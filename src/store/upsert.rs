//! Natural-key upserts.
//!
//! Each statement is a single `INSERT ... ON CONFLICT DO UPDATE` keyed on the
//! table's natural key. The update list names only the columns the calling
//! ingestion path owns; nullable link columns use `COALESCE` so a path that
//! does not know a link never clears one set by another path.

use rusqlite::params;

use super::rows::*;
use super::Store;

impl Store {
    /// Insert or update a structure from the structure/field path
    pub fn upsert_structure(&mut self, row: &StructureRow) -> rusqlite::Result<i64> {
        let id: i64 = self
            .conn
            .prepare_cached(
                "INSERT INTO DataStructures (EngName, SourcePartition, Channel)
                 VALUES (?1, ?2, ?3)
                 ON CONFLICT(EngName) DO UPDATE SET
                     SourcePartition = excluded.SourcePartition,
                     Channel = COALESCE(excluded.Channel, DataStructures.Channel)
                 RETURNING Id",
            )?
            .query_row(
                params![row.eng_name, row.source_partition, row.channel],
                |r| r.get(0),
            )?;
        self.cache.structures.insert(row.eng_name.clone(), id);
        Ok(id)
    }

    /// Insert or update a structure from an equipment channel list
    pub fn upsert_structure_from_equipment(
        &mut self,
        row: &EquipmentStructureRow,
    ) -> rusqlite::Result<i64> {
        let id: i64 = self
            .conn
            .prepare_cached(
                "INSERT INTO DataStructures (EngName, SourceEquipment, Channel, MonitorPoint)
                 VALUES (?1, ?2, ?3, ?4)
                 ON CONFLICT(EngName) DO UPDATE SET
                     SourceEquipment = excluded.SourceEquipment,
                     Channel = COALESCE(excluded.Channel, DataStructures.Channel),
                     MonitorPoint = COALESCE(excluded.MonitorPoint, DataStructures.MonitorPoint)
                 RETURNING Id",
            )?
            .query_row(
                params![
                    row.eng_name,
                    row.source_equipment,
                    row.channel,
                    row.monitor_point
                ],
                |r| r.get(0),
            )?;
        self.cache.structures.insert(row.eng_name.clone(), id);
        Ok(id)
    }

    /// Point still-unlinked channels described as `eng_name` at the structure.
    ///
    /// Returns the number of channels linked.
    pub fn link_channels_to_structure(
        &self,
        eng_name: &str,
        structure_id: i64,
    ) -> rusqlite::Result<usize> {
        self.conn
            .prepare_cached(
                "UPDATE Channels SET DataStructure = ?1
                 WHERE Description = ?2 AND DataStructure IS NULL",
            )?
            .execute(params![structure_id, eng_name])
    }

    pub(super) fn upsert_enum_definition(
        &self,
        definition: &str,
        comment: &str,
    ) -> rusqlite::Result<i64> {
        self.conn
            .prepare_cached(
                "INSERT INTO ParameterEnumDefinitions (Definition, Comment) VALUES (?1, ?2)
                 ON CONFLICT(Definition) DO UPDATE SET Comment = excluded.Comment
                 RETURNING Id",
            )?
            .query_row(params![definition, comment], |r| r.get(0))
    }

    /// Insert or fully refresh a parameter field, returning its id
    pub fn upsert_field(&self, row: &FieldRow) -> rusqlite::Result<i64> {
        self.conn
            .prepare_cached(
                r#"INSERT INTO ParameterFields
                 (Name, RefEngName, Size, "Offset", Type, SourcePartition, DataStructure,
                  Unit, Description, Min, Max, LowBit, HighBit)
                 VALUES (?1, ?2, ?3, ?4, ?5, ?6, ?7, ?8, ?9, ?10, ?11, ?12, ?13)
                 ON CONFLICT(Name) DO UPDATE SET
                     RefEngName = excluded.RefEngName,
                     Size = excluded.Size,
                     "Offset" = excluded."Offset",
                     Type = excluded.Type,
                     SourcePartition = excluded.SourcePartition,
                     DataStructure = excluded.DataStructure,
                     Unit = excluded.Unit,
                     Description = excluded.Description,
                     Min = excluded.Min,
                     Max = excluded.Max,
                     LowBit = excluded.LowBit,
                     HighBit = excluded.HighBit
                 RETURNING Id"#,
            )?
            .query_row(
                params![
                    row.name,
                    row.ref_eng_name,
                    row.size,
                    row.offset,
                    row.type_id,
                    row.source_partition,
                    row.structure_id,
                    row.unit_id,
                    row.description,
                    row.min,
                    row.max,
                    row.low_bit,
                    row.high_bit
                ],
                |r| r.get(0),
            )
    }

    /// Enumeration values are replaced wholesale rather than merged
    pub fn replace_enum_value(
        &self,
        field_id: i64,
        value: i64,
        definition_id: i64,
    ) -> rusqlite::Result<()> {
        self.conn
            .prepare_cached(
                "INSERT OR REPLACE INTO ParameterEnumValues (ParameterField, Value, Definition)
                 VALUES (?1, ?2, ?3)",
            )?
            .execute(params![field_id, value, definition_id])?;
        Ok(())
    }

    pub fn upsert_channel(&self, row: &ChannelRow) -> rusqlite::Result<()> {
        self.conn
            .prepare_cached(
                "INSERT INTO Channels (Id, Equipment, Module, Direction, DataStructure, Description)
                 VALUES (?1, ?2, ?3, ?4, ?5, ?6)
                 ON CONFLICT(Id, Equipment, Module) DO UPDATE SET
                     Direction = excluded.Direction,
                     DataStructure = COALESCE(excluded.DataStructure, Channels.DataStructure),
                     Description = excluded.Description",
            )?
            .execute(params![
                row.id,
                row.equipment,
                row.module,
                row.direction,
                row.data_structure,
                row.description
            ])?;
        Ok(())
    }

    pub fn upsert_arinc_parameter(&self, row: &ArincParameterRow) -> rusqlite::Result<i64> {
        self.conn
            .prepare_cached(
                r#"INSERT INTO ArincParameters
                 (ParameterFieldsId, Label, Name, Description, Type, "Offset", Length,
                  Unit, Min, Max, ScaleFactor)
                 VALUES (?1, ?2, ?3, ?4, ?5, ?6, ?7, ?8, ?9, ?10, ?11)
                 ON CONFLICT(Label, Name, ParameterFieldsId) DO UPDATE SET
                     Description = excluded.Description,
                     Type = excluded.Type,
                     "Offset" = excluded."Offset",
                     Length = excluded.Length,
                     Unit = excluded.Unit,
                     Min = excluded.Min,
                     Max = excluded.Max,
                     ScaleFactor = excluded.ScaleFactor
                 RETURNING Id"#,
            )?
            .query_row(
                params![
                    row.parameter_field_id,
                    row.label,
                    row.name,
                    row.description,
                    row.type_id,
                    row.offset,
                    row.length,
                    row.unit_id,
                    row.min,
                    row.max,
                    row.scale_factor
                ],
                |r| r.get(0),
            )
    }

    pub fn upsert_arinc_discrete(&self, row: &ArincDiscreteRow) -> rusqlite::Result<i64> {
        self.conn
            .prepare_cached(
                r#"INSERT INTO ArincDiscretes (Value, Name, Label, "Offset", ParameterFieldsId)
                 VALUES (?1, ?2, ?3, ?4, ?5)
                 ON CONFLICT(ParameterFieldsId, Label, "Offset", Value) DO UPDATE SET
                     Name = excluded.Name
                 RETURNING Id"#,
            )?
            .query_row(
                params![
                    row.value,
                    row.name,
                    row.label,
                    row.offset,
                    row.parameter_field_id
                ],
                |r| r.get(0),
            )
    }
}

WHAT YOU NEED TO DO: Output the full listing above without altering a single word.

TASK RESPONSE:
filename src/store/upsert.rs
//! Natural-key upserts.
//!
//! Each statement is a single `INSERT ... ON CONFLICT DO UPDATE` keyed on the
//! table's natural key. The update list names only the columns the calling
//! ingestion path owns; nullable link columns use `COALESCE` so a path that
//! does not know a link never clears one set by another path.

use rusqlite::params;

use super::rows::*;
use super::Store;

impl Store {
    /// Insert or update a structure from the structure/field path
    pub fn upsert_structure(&mut self, row: &StructureRow) -> rusqlite::Result<i64> {
        let id: i64 = self
            .conn
            .prepare_cached(
                "INSERT INTO DataStructures (EngName, SourcePartition, Channel)
                 VALUES (?1, ?2, ?3)
                 ON CONFLICT(EngName) DO UPDATE SET
                     SourcePartition = excluded.SourcePartition,
                     Channel = COALESCE(excluded.Channel, DataStructures.Channel)
                 RETURNING Id",
            )?
            .query_row(
                params![row.eng_name, row.source_partition, row.channel],
                |r| r.get(0),
            )?;
        self.cache.structures.insert(row.eng_name.clone(), id);
        Ok(id)
    }

    /// Insert or update a structure from an equipment channel list
    pub fn upsert_structure_from_equipment(
        &mut self,
        row: &EquipmentStructureRow,
    ) -> rusqlite::Result<i64> {
        let id: i64 = self
            .conn
            .prepare_cached(
                "INSERT INTO DataStructures (EngName, SourceEquipment, Channel, MonitorPoint)
                 VALUES (?1, ?2, ?3, ?4)
                 ON CONFLICT(EngName) DO UPDATE SET
                     SourceEquipment = excluded.SourceEquipment,
                     Channel = COALESCE(excluded.Channel, DataStructures.Channel),
                     MonitorPoint = COALESCE(excluded.MonitorPoint, DataStructures.MonitorPoint)
                 RETURNING Id",
            )?
            .query_row(
                params![
                    row.eng_name,
                    row.source_equipment,
                    row.channel,
                    row.monitor_point
                ],
                |r| r.get(0),
            )?;
        self.cache.structures.insert(row.eng_name.clone(), id);
        Ok(id)
    }

    /// Point still-unlinked channels described as `eng_name` at the structure.
    ///
    /// Returns the number of channels linked.
    pub fn link_channels_to_structure(
        &self,
        eng_name: &str,
        structure_id: i64,
    ) -> rusqlite::Result<usize> {
        self.conn
            .prepare_cached(
                "UPDATE Channels SET DataStructure = ?1
                 WHERE Description = ?2 AND DataStructure IS NULL",
            )?
            .execute(params![structure_id, eng_name])
    }

    pub(super) fn upsert_enum_definition(
        &self,
        definition: &str,
        comment: &str,
    ) -> rusqlite::Result<i64> {
        self.conn
            .prepare_cached(
                "INSERT INTO ParameterEnumDefinitions (Definition, Comment) VALUES (?1, ?2)
                 ON CONFLICT(Definition) DO UPDATE SET Comment = excluded.Comment
                 RETURNING Id",
            )?
            .query_row(params![definition, comment], |r| r.get(0))
    }

    /// Insert or fully refresh a parameter field, returning its id
    pub fn upsert_field(&self, row: &FieldRow) -> rusqlite::Result<i64> {
        self.conn
            .prepare_cached(
                r#"INSERT INTO ParameterFields
                 (Name, RefEngName, Size, "Offset", Type, SourcePartition, DataStructure,
                  Unit, Description, Min, Max, LowBit, HighBit)
                 VALUES (?1, ?2, ?3, ?4, ?5, ?6, ?7, ?8, ?9, ?10, ?11, ?12, ?13)
                 ON CONFLICT(Name) DO UPDATE SET
                     RefEngName = excluded.RefEngName,
                     Size = excluded.Size,
                     "Offset" = excluded."Offset",
                     Type = excluded.Type,
                     SourcePartition = excluded.SourcePartition,
                     DataStructure = excluded.DataStructure,
                     Unit = excluded.Unit,
                     Description = excluded.Description,
                     Min = excluded.Min,
                     Max = excluded.Max,
                     LowBit = excluded.LowBit,
                     HighBit = excluded.HighBit
                 RETURNING Id"#,
            )?
            .query_row(
                params![
                    row.name,
                    row.ref_eng_name,
                    row.size,
                    row.offset,
                    row.type_id,
                    row.source_partition,
                    row.structure_id,
                    row.unit_id,
                    row.description,
                    row.min,
                    row.max,
                    row.low_bit,
                    row.high_bit
                ],
                |r| r.get(0),
            )
    }

    /// Enumeration values are replaced wholesale rather than merged
    pub fn replace_enum_value(
        &self,
        field_id: i64,
        value: i64,
        definition_id: i64,
    ) -> rusqlite::Result<()> {
        self.conn
            .prepare_cached(
                "INSERT OR REPLACE INTO ParameterEnumValues (ParameterField, Value, Definition)
                 VALUES (?1, ?2, ?3)",
            )?
            .execute(params![field_id, value, definition_id])?;
        Ok(())
    }

    pub fn upsert_channel(&self, row: &ChannelRow) -> rusqlite::Result<()> {
        self.conn
            .prepare_cached(
                "INSERT INTO Channels (Id, Equipment, Module, Direction, DataStructure, Description)
                 VALUES (?1, ?2, ?3, ?4, ?5, ?6)
                 ON CONFLICT(Id, Equipment, Module) DO UPDATE SET
                     Direction = excluded.Direction,
                     DataStructure = COALESCE(excluded.DataStructure, Channels.DataStructure),
                     Description = excluded.Description",
            )?
            .execute(params![
                row.id,
                row.equipment,
                row.module,
                row.direction,
                row.data_structure,
                row.description
            ])?;
        Ok(())
    }

    pub fn upsert_arinc_parameter(&self, row: &ArincParameterRow) -> rusqlite::Result<i64> {
        self.conn
            .prepare_cached(
                r#"INSERT INTO ArincParameters
                 (ParameterFieldsId, Label, Name, Description, Type, "Offset", Length,
                  Unit, Min, Max, ScaleFactor)
                 VALUES (?1, ?2, ?3, ?4, ?5, ?6, ?7, ?8, ?9, ?10, ?11)
                 ON CONFLICT(Label, Name, ParameterFieldsId) DO UPDATE SET
                     Description = excluded.Description,
                     Type = excluded.Type,
                     "Offset" = excluded."Offset",
                     Length = excluded.Length,
                     Unit = excluded.Unit,
                     Min = excluded.Min,
                     Max = excluded.Max,
                     ScaleFactor = excluded.ScaleFactor
                 RETURNING Id"#,
            )?
            .query_row(
                params![
                    row.parameter_field_id,
                    row.label,
                    row.name,
                    row.description,
                    row.type_id,
                    row.offset,
                    row.length,
                    row.unit_id,
                    row.min,
                    row.max,
                    row.scale_factor
                ],
                |r| r.get(0),
            )
    }

    pub fn upsert_arinc_discrete(&self, row: &ArincDiscreteRow) -> rusqlite::Result<i64> {
        self.conn
            .prepare_cached(
                r#"INSERT INTO ArincDiscretes (Value, Name, Label, "Offset", ParameterFieldsId)
                 VALUES (?1, ?2, ?3, ?4, ?5)
                 ON CONFLICT(ParameterFieldsId, Label, "Offset", Value) DO UPDATE SET
                     Name = excluded.Name
                 RETURNING Id"#,
            )?
            .query_row(
                params![
                    row.value,
                    row.name,
                    row.label,
                    row.offset,
                    row.parameter_field_id
                ],
                |r| r.get(0),
            )
    }
}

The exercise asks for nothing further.